**Source records**.

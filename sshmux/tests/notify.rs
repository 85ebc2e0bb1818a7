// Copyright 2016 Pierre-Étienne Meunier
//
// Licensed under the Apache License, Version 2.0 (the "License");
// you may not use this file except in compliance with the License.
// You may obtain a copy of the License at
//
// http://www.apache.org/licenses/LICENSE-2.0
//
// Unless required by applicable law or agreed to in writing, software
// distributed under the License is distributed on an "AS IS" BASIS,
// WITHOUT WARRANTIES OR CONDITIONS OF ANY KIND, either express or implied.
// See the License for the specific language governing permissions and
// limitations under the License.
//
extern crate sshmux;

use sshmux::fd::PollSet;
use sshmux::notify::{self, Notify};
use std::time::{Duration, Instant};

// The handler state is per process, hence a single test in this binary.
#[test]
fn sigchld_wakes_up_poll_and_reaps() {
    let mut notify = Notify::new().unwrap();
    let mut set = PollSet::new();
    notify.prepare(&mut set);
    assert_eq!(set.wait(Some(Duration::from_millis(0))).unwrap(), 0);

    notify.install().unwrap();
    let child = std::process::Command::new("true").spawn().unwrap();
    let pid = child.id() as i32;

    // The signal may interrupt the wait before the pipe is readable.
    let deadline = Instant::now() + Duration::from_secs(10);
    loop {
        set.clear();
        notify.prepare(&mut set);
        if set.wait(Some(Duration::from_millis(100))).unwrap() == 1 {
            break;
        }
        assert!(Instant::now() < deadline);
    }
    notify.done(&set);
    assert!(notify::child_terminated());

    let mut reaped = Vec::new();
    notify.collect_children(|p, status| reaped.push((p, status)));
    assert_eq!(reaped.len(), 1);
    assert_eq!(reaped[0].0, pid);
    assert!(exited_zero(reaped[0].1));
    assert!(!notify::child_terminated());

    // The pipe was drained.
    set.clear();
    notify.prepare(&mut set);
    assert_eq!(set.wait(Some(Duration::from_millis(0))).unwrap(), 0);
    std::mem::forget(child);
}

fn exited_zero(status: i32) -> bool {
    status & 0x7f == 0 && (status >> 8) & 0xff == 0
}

...

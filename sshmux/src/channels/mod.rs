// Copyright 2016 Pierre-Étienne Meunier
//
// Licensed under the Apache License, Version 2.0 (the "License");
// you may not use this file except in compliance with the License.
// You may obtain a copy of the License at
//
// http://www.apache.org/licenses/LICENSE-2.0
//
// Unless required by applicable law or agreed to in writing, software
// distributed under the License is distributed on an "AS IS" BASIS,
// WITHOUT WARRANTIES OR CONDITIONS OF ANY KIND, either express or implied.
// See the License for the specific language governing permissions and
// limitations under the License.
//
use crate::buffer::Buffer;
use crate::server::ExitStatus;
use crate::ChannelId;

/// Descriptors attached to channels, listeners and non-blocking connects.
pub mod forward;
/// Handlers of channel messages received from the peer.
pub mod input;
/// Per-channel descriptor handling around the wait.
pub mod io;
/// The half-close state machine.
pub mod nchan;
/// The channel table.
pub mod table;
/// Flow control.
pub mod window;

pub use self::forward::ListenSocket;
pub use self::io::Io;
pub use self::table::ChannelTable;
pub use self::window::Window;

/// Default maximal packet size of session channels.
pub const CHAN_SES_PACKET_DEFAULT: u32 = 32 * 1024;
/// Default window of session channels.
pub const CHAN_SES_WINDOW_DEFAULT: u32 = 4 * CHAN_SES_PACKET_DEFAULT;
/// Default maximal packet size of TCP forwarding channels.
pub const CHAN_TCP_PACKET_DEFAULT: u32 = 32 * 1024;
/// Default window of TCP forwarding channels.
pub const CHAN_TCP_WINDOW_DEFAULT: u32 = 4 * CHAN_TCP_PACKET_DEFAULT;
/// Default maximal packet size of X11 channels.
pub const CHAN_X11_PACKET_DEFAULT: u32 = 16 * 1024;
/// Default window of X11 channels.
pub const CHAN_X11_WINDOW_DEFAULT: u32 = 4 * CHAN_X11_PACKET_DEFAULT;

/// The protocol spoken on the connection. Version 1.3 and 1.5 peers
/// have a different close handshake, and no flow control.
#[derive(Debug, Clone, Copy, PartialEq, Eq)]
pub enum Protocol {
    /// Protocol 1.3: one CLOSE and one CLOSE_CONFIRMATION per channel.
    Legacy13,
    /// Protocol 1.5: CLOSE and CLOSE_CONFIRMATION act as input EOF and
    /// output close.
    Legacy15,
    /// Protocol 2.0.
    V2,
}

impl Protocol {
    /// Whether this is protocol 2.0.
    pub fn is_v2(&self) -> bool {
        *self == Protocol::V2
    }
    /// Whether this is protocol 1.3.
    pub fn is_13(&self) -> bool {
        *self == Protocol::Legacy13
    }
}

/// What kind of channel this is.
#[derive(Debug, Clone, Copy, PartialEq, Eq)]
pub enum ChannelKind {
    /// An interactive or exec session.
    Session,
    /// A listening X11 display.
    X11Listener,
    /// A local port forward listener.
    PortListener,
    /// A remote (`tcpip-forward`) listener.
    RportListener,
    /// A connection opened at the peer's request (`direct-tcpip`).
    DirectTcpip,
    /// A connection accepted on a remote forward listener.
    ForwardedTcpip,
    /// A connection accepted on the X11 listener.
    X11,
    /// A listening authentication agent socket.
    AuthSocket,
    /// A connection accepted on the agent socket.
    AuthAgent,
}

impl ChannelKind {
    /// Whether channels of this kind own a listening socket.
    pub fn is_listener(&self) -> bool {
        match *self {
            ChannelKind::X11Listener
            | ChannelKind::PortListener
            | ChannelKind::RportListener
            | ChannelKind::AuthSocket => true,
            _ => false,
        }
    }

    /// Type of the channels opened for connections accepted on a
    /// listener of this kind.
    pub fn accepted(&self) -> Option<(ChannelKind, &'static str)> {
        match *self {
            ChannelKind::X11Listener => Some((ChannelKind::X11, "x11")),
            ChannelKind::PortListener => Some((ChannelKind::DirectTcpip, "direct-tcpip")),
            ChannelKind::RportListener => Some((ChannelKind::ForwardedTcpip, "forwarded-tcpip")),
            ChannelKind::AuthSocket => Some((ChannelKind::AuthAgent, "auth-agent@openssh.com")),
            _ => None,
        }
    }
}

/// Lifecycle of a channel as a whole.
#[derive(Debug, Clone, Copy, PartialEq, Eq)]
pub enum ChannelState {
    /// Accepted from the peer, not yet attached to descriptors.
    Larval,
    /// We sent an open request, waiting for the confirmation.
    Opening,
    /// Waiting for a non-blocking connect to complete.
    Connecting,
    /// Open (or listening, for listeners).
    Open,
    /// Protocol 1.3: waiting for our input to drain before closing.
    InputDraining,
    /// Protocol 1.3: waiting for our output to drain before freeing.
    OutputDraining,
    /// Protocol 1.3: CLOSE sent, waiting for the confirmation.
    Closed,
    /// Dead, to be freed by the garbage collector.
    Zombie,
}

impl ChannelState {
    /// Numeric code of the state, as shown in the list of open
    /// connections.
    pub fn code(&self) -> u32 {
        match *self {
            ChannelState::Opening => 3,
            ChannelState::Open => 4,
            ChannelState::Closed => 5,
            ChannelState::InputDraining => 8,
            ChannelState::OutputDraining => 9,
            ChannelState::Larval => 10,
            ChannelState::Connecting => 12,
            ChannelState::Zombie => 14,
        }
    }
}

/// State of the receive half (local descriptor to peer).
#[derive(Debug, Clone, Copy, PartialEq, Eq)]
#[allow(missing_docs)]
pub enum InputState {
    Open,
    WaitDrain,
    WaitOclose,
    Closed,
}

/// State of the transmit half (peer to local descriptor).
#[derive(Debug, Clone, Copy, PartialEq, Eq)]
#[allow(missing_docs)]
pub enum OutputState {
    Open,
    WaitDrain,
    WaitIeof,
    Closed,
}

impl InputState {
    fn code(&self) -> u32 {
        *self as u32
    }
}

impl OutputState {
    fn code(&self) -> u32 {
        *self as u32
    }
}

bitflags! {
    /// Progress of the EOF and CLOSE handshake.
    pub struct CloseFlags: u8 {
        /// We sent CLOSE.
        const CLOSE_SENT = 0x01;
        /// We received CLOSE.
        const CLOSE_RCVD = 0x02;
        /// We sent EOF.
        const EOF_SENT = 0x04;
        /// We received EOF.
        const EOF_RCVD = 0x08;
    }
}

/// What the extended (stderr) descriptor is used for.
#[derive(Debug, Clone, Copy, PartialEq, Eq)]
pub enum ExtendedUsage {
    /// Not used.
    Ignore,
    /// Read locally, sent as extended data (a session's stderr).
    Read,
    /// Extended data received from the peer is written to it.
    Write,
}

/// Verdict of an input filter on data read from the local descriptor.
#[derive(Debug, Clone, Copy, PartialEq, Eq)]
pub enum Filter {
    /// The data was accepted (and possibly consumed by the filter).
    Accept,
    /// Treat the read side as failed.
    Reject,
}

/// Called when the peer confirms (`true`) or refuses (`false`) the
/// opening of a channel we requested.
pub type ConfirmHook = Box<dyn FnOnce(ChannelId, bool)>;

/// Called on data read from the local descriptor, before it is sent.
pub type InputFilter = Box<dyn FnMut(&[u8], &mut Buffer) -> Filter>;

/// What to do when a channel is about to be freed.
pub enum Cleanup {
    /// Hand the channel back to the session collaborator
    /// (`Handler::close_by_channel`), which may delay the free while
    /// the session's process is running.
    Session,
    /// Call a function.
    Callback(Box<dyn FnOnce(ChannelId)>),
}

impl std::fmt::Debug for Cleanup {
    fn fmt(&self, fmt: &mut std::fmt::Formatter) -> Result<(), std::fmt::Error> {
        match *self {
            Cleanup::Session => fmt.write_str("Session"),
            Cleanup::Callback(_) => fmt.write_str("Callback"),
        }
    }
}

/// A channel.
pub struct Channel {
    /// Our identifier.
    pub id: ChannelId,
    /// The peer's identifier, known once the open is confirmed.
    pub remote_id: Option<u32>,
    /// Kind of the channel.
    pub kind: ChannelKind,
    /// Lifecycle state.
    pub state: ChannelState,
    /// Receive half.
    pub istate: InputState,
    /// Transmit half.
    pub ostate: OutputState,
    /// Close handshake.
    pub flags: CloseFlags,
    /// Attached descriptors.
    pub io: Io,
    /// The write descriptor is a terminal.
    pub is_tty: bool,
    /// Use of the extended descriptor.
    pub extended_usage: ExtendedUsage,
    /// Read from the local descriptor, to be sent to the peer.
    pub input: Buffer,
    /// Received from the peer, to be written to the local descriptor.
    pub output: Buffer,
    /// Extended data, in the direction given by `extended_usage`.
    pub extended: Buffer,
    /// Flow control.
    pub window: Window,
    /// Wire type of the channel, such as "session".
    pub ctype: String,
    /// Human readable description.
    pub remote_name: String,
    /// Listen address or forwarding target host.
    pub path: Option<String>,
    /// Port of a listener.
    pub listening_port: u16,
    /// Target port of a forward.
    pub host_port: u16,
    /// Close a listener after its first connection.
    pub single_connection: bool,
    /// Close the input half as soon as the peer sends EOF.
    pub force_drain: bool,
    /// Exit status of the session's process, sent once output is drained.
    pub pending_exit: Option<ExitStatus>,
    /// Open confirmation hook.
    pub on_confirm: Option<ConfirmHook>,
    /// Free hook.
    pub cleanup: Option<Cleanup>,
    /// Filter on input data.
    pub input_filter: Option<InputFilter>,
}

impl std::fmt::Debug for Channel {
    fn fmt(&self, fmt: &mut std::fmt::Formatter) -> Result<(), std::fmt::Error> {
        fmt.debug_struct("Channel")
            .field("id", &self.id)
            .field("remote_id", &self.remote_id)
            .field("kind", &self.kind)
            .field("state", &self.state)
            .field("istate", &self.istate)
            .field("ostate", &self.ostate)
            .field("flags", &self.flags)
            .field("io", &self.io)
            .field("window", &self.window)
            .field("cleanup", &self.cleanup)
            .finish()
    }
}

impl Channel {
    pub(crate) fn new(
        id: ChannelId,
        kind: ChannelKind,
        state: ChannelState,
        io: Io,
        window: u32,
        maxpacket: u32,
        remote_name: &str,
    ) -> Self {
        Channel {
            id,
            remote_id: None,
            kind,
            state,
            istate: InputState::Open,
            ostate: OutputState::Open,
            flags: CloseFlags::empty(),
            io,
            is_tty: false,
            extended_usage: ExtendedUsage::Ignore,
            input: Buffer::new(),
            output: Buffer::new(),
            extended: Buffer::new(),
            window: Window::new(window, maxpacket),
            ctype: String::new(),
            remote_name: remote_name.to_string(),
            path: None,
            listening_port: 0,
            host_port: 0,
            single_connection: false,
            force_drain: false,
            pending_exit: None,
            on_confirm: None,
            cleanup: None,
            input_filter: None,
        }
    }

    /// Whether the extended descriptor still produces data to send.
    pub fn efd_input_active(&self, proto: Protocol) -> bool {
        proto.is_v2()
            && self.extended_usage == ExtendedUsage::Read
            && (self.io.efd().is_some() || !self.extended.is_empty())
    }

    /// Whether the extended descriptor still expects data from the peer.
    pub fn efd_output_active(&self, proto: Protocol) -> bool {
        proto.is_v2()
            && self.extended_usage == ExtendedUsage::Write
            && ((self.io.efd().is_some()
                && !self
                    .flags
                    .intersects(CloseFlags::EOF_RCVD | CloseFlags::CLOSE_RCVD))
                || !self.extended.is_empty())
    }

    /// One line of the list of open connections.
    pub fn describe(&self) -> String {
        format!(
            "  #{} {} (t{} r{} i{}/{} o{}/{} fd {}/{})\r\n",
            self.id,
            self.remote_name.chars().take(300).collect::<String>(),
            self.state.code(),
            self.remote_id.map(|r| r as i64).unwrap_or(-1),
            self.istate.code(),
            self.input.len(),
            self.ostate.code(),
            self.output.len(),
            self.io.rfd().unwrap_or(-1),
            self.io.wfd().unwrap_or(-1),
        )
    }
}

* * *

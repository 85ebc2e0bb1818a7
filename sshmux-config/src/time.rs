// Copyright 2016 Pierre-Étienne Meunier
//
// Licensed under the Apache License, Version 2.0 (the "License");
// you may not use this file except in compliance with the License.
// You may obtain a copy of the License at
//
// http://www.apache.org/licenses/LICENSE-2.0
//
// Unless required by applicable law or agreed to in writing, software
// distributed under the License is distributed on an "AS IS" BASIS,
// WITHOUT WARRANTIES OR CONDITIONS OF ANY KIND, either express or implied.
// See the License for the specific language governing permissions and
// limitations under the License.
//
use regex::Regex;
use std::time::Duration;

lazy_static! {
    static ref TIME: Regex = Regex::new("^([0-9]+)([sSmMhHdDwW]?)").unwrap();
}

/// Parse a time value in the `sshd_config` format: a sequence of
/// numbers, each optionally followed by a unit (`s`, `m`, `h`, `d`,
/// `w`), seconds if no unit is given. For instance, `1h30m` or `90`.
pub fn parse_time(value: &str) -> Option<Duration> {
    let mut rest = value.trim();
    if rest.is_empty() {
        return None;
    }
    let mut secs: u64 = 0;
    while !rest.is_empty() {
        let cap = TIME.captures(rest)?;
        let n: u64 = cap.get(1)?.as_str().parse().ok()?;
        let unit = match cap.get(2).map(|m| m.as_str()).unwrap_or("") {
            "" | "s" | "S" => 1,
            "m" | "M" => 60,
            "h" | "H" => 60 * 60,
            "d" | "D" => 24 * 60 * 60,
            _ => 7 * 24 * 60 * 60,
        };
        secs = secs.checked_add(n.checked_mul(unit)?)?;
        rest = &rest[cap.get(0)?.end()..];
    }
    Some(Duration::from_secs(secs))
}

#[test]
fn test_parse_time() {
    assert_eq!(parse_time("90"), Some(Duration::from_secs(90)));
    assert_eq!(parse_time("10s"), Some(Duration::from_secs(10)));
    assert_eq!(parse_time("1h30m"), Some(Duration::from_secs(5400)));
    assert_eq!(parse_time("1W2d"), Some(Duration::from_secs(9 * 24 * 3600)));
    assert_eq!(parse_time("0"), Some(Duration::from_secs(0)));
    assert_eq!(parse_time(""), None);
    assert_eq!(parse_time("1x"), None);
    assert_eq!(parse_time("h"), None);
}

**Your goal**.
Go through the data and show each line that holds "handshake".

**Worked solution**.
/// have a different close handshake, and no flow control.
    /// Progress of the EOF and CLOSE handshake.
    /// Close handshake.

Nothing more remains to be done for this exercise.